====== Data records ======
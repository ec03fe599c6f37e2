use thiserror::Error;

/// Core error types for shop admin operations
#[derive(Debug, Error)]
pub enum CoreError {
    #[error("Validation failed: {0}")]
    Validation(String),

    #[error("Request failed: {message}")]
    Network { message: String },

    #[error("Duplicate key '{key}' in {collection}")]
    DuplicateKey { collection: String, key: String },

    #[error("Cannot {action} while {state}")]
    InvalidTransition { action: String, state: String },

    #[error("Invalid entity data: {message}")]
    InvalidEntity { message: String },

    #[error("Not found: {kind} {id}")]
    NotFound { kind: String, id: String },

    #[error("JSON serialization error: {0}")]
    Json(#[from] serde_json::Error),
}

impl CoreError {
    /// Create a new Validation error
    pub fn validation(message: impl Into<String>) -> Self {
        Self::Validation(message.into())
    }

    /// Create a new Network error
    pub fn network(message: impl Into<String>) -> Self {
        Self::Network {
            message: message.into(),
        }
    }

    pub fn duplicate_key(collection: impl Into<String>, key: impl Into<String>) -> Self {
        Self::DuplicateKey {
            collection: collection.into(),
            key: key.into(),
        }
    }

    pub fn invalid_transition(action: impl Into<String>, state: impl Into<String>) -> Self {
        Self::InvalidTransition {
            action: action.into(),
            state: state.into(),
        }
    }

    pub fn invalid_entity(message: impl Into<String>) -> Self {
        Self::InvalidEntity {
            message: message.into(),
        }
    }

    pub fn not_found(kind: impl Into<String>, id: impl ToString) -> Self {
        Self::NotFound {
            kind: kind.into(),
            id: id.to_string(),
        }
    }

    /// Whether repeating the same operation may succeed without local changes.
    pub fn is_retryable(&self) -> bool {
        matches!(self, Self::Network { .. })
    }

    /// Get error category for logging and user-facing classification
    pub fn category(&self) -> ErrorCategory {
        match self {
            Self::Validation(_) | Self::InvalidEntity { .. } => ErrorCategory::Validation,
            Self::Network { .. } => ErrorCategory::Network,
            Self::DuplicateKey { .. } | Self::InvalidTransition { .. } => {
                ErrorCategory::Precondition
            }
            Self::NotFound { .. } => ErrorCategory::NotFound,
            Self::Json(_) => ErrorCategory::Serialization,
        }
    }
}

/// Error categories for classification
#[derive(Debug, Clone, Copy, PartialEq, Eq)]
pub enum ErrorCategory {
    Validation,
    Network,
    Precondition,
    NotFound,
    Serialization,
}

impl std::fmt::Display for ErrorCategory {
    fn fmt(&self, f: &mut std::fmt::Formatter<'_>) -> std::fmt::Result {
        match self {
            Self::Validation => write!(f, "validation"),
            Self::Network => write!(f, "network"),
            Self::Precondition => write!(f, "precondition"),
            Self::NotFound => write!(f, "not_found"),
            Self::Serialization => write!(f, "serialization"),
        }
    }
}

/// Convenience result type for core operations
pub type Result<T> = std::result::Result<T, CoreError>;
======
====== Data records ======
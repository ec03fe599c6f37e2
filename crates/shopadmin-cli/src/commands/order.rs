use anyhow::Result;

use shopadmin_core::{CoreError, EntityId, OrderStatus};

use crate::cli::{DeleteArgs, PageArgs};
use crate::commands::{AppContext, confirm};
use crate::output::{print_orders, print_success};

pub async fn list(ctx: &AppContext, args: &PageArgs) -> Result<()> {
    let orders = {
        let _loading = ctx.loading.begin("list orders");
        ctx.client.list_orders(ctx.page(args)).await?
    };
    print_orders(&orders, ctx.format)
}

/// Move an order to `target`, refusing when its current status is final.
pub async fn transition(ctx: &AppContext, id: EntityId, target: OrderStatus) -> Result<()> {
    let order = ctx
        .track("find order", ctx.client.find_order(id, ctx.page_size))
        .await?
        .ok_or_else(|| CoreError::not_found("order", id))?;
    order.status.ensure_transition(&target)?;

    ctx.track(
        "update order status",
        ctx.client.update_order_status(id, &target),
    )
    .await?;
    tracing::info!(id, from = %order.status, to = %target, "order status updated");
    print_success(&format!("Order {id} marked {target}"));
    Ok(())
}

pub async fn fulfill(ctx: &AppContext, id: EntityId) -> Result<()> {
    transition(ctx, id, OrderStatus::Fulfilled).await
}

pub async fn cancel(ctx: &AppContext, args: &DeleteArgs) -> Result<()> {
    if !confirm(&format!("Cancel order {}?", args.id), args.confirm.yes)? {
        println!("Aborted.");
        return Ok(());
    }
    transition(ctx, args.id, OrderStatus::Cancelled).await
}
======
====== Data records ======
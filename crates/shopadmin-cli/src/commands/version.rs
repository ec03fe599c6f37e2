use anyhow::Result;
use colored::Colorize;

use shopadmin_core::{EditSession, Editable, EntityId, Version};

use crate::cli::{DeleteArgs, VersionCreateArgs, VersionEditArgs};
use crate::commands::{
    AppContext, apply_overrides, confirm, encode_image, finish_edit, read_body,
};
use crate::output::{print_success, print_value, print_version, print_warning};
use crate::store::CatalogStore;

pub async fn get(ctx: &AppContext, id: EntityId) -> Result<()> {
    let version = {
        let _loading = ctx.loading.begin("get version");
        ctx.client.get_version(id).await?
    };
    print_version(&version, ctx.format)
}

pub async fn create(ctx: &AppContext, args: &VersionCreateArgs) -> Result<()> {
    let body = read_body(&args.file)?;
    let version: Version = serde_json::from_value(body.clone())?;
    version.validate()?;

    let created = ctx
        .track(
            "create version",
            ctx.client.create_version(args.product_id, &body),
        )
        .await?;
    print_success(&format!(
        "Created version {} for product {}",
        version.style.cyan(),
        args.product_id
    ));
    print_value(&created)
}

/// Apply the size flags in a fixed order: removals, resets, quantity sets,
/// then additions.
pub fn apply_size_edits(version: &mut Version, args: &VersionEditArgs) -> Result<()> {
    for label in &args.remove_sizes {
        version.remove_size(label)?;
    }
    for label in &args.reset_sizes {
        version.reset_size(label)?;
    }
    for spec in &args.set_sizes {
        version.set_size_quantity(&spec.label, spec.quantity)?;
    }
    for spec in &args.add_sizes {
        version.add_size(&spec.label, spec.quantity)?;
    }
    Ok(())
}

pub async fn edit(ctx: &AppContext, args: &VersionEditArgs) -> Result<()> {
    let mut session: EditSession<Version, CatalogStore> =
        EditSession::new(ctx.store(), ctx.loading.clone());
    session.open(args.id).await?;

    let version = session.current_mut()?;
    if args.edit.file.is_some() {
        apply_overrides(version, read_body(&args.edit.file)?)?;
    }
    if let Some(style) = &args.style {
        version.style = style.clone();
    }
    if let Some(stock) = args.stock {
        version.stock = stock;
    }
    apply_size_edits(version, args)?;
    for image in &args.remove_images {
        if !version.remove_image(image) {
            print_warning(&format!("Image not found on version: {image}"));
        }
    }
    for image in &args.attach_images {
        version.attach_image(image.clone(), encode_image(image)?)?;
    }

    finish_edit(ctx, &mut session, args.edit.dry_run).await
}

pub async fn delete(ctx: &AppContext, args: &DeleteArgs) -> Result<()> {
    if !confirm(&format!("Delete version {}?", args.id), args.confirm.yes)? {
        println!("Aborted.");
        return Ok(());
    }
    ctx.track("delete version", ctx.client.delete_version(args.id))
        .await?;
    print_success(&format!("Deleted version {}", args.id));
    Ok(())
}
======
Activity →
Filter the records down to the lines that contain the string "kind", and copy those lines.

Exercise result →
    #[error("Not found: {kind} {id}")]
    NotFound { kind: String, id: String },
    pub fn not_found(kind: impl Into<String>, id: impl ToString) -> Self {
            kind: kind.into(),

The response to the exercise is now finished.